Bank2CSV Free
Bank2CSV Free is not a full accounting program, but a small helper tool. Its job is simple: take a bank statement in one of those awkward formats and turn it into a plain CSV file that can be opened anywhere — Excel, LibreOffice, or a budget app. Many banks still give data only in QIF, OFX, or even PDF, and that’s where this utility proves useful.
How it’s usually used
A user picks a file, runs the conversion, and gets a neat table with dates, descriptions, amounts, and balances. Once in CSV, the data becomes flexible: it can be sorted, filtered, merged with other accounts, or imported into finance software. For people who just want to make sense of their own statements, this is often all that’s needed.
Why it finds a place
The strength of Bank2CSV Free lies in its focus. It doesn’t try to manage budgets or track investments — it just converts files reliably. Some use it to join records from different banks, others to prepare spreadsheets for tax time, or to archive old statements in a format that will always stay readable. Because the free edition works offline, nothing is uploaded, which makes privacy less of a concern.
Quick facts
Item | Details |
Purpose | Converting bank files into CSV |
OS | Windows |
License | Freeware (basic version) |
Input formats | QIF, OFX, QFX, PDF (varies with build) |
Output | CSV (Excel, LibreOffice, finance tools) |
Features | Transaction parsing, multiple accounts |
Reports | None – conversion only |
Extras | Batch mode in some builds |
Privacy | Works offline; no data leaves PC |
Download | Free edition available |
Setup notes
Installation is straightforward: download, run the installer, and launch. The interface is minimal — select the input file, choose the destination, and the CSV appears almost instantly.
Real-world examples
– A freelancer converting PDF statements into CSV before sorting income and expenses for taxes.
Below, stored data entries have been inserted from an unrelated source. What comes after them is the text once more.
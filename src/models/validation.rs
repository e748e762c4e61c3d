use rust_decimal::Decimal;

use super::{ServiceListing, ValidationError, ValidationResult};

/// Trait for validating input models
pub trait Validate {
    fn validate(&self) -> ValidationResult<()>;
}

/// Validation constants
pub const MAX_KEY_SEGMENT_LENGTH: usize = 128;
pub const MAX_LISTING_QUANTITY: i64 = u32::MAX as i64;

impl Validate for ServiceListing {
    fn validate(&self) -> ValidationResult<()> {
        if self.id.is_none() && self.service_id.is_none() {
            return Err(ValidationError::RequiredField {
                field: "serviceId".to_string(),
            });
        }
        if let Some(price) = &self.price {
            validate_price(price)?;
        }
        if let Some(quantity) = self.quantity {
            validate_listing_quantity(quantity)?;
        }
        Ok(())
    }
}

/// Validate a unit price
pub fn validate_price(price: &Decimal) -> ValidationResult<()> {
    if price.is_sign_negative() && !price.is_zero() {
        return Err(ValidationError::InvalidValue {
            field: "price".to_string(),
            value: price.to_string(),
            reason: "Price cannot be negative".to_string(),
        });
    }
    Ok(())
}

/// Validate a quantity supplied with a catalog listing.
///
/// Non-positive values are accepted here and normalized to one.
pub fn validate_listing_quantity(quantity: i64) -> ValidationResult<()> {
    if quantity > MAX_LISTING_QUANTITY {
        return Err(ValidationError::OutOfRange {
            field: "quantity".to_string(),
            min: "1".to_string(),
            max: MAX_LISTING_QUANTITY.to_string(),
            value: quantity.to_string(),
        });
    }
    Ok(())
}

/// Validate one segment of a snapshot key (an origin or a record name)
pub fn validate_key_segment(field: &str, value: &str) -> ValidationResult<()> {
    if value.is_empty() {
        return Err(ValidationError::RequiredField {
            field: field.to_string(),
        });
    }

    if value.len() > MAX_KEY_SEGMENT_LENGTH {
        return Err(ValidationError::OutOfRange {
            field: field.to_string(),
            min: "1".to_string(),
            max: MAX_KEY_SEGMENT_LENGTH.to_string(),
            value: value.len().to_string(),
        });
    }

    let valid = value
        .chars()
        .all(|c| c.is_ascii_alphanumeric() || c == '-' || c == '_' || c == '.');
    if !valid || value == "." || value == ".." {
        return Err(ValidationError::InvalidValue {
            field: field.to_string(),
            value: value.to_string(),
            reason: "Only ASCII letters, digits, '.', '-' and '_' are allowed".to_string(),
        });
    }

    Ok(())
}
use serde::Deserialize;
use std::time::Duration;
use thiserror::Error;
use tracing::{debug, info};

use crate::models::{validate_key_segment, CART_SNAPSHOT_KEY};

const ENV_PREFIX: &str = "LAUNDRY";

#[derive(Debug, Error)]
pub enum ConfigError {
    #[error("Configuration loading error: {message}")]
    LoadError { message: String },

    #[error("Validation error: {message}")]
    ValidationError { message: String },
}

#[derive(Debug, Clone)]
pub struct Config {
    pub server: ServerConfig,
    pub storage: StorageConfig,
    pub observability: ObservabilityConfig,
}

#[derive(Debug, Clone, Deserialize)]
pub struct ServerConfig {
    #[serde(default = "default_host")]
    pub host: String,
    #[serde(default = "default_port")]
    pub port: u16,
    #[serde(default = "default_timeout")]
    pub request_timeout_seconds: u64,
    #[serde(default = "default_session_idle_timeout")]
    pub session_idle_timeout_seconds: u64,
}

/// Where cart snapshots are kept
#[derive(Debug, Clone, Copy, PartialEq, Eq, Deserialize)]
#[serde(rename_all = "lowercase")]
pub enum StorageBackend {
    File,
    Memory,
    #[serde(alias = "dynamo")]
    DynamoDb,
}

#[derive(Debug, Clone, Deserialize)]
pub struct StorageConfig {
    #[serde(default = "default_storage_backend", rename = "storage_backend")]
    pub backend: StorageBackend,
    #[serde(default = "default_data_dir")]
    pub data_dir: String,
    #[serde(default = "default_snapshot_key")]
    pub snapshot_key: String,
    #[serde(default = "default_origin")]
    pub default_origin: String,
    #[serde(default = "default_snapshots_table")]
    pub snapshots_table_name: String,
    #[serde(default = "default_region")]
    pub region: String,
}

#[derive(Debug, Clone, Deserialize)]
pub struct ObservabilityConfig {
    #[serde(default = "default_service_name")]
    pub service_name: String,
    #[serde(default = "default_service_version")]
    pub service_version: String,
    #[serde(default)]
    pub otlp_endpoint: Option<String>,
    #[serde(default = "default_log_level")]
    pub log_level: String,
    #[serde(default)]
    pub enable_json_logging: bool,
}

impl Config {
    /// Load configuration from `LAUNDRY_*` environment variables
    pub fn from_environment() -> Result<Self, ConfigError> {
        let settings = config::Config::builder()
            .add_source(config::Environment::with_prefix(ENV_PREFIX))
            .build()
            .map_err(|e| ConfigError::LoadError {
                message: format!("Failed to read environment: {}", e),
            })?;

        Self::from_settings(settings)
    }

    /// Build configuration from an already assembled settings tree
    pub fn from_settings(settings: config::Config) -> Result<Self, ConfigError> {
        let config = Config {
            server: deserialize_section(&settings, "server")?,
            storage: deserialize_section(&settings, "storage")?,
            observability: deserialize_section(&settings, "observability")?,
        };

        config.validate()?;

        info!("Configuration loaded successfully");
        debug!("Configuration: {:?}", config);

        Ok(config)
    }

    fn validate(&self) -> Result<(), ConfigError> {
        if self.server.port == 0 {
            return Err(ConfigError::ValidationError {
                message: "Server port cannot be 0".to_string(),
            });
        }

        if self.server.request_timeout_seconds == 0 {
            return Err(ConfigError::ValidationError {
                message: "Request timeout cannot be 0".to_string(),
            });
        }

        if self.server.session_idle_timeout_seconds == 0 {
            return Err(ConfigError::ValidationError {
                message: "Session idle timeout cannot be 0".to_string(),
            });
        }

        validate_key_segment("snapshot_key", &self.storage.snapshot_key).map_err(|e| {
            ConfigError::ValidationError {
                message: e.to_string(),
            }
        })?;

        validate_key_segment("default_origin", &self.storage.default_origin).map_err(|e| {
            ConfigError::ValidationError {
                message: e.to_string(),
            }
        })?;

        if self.storage.backend == StorageBackend::DynamoDb
            && self.storage.snapshots_table_name.is_empty()
        {
            return Err(ConfigError::ValidationError {
                message: "Snapshots table name cannot be empty".to_string(),
            });
        }

        if self.storage.backend == StorageBackend::File && self.storage.data_dir.is_empty() {
            return Err(ConfigError::ValidationError {
                message: "Data directory cannot be empty".to_string(),
            });
        }

        Ok(())
    }
}

fn deserialize_section<T: for<'de> Deserialize<'de>>(
    settings: &config::Config,
    section: &str,
) -> Result<T, ConfigError> {
    settings
        .clone()
        .try_deserialize()
        .map_err(|e| ConfigError::LoadError {
            message: format!("Failed to deserialize {} config: {}", section, e),
        })
}

impl ServerConfig {
    pub fn request_timeout(&self) -> Duration {
        Duration::from_secs(self.request_timeout_seconds)
    }

    pub fn session_idle_timeout(&self) -> Duration {
        Duration::from_secs(self.session_idle_timeout_seconds)
    }

    /// How often idle sessions are looked for: a quarter of the idle
    /// timeout, between one second and one minute
    pub fn session_reap_interval(&self) -> Duration {
        Duration::from_secs((self.session_idle_timeout_seconds / 4).clamp(1, 60))
    }
}

// Default value functions
pub(crate) fn default_host() -> String {
    "0.0.0.0".to_string()
}

pub(crate) fn default_port() -> u16 {
    8080
}

pub(crate) fn default_timeout() -> u64 {
    30
}

pub(crate) fn default_session_idle_timeout() -> u64 {
    1800
}

pub(crate) fn default_storage_backend() -> StorageBackend {
    StorageBackend::File
}

pub(crate) fn default_data_dir() -> String {
    "./data".to_string()
}

pub(crate) fn default_snapshot_key() -> String {
    CART_SNAPSHOT_KEY.to_string()
}

pub(crate) fn default_origin() -> String {
    "default".to_string()
}

pub(crate) fn default_snapshots_table() -> String {
    "LaundryCartSnapshots".to_string()
}

pub(crate) fn default_region() -> String {
    "us-west-2".to_string()
}

pub(crate) fn default_service_name() -> String {
    "laundry-rs".to_string()
}

pub(crate) fn default_service_version() -> String {
    env!("CARGO_PKG_VERSION").to_string()
}

pub(crate) fn default_log_level() -> String {
    "info".to_string()
}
– A family pulling QIF files from two banks, converting them, and combining everything into one spreadsheet.
– Someone archiving years of OFX data into CSV for future search and backup.
Where it stops short
The free version has limits — sometimes on the number of transactions — and it doesn’t provide charts or reports. Its role is narrow: conversion only. Those who need analysis will use the CSV inside another program.
Bottom line
Bank2CSV Free is a utility with one job, and it does it well. For anyone who wants a quick, local way to turn bank statements into reusable files, it’s a lightweight and practical choice.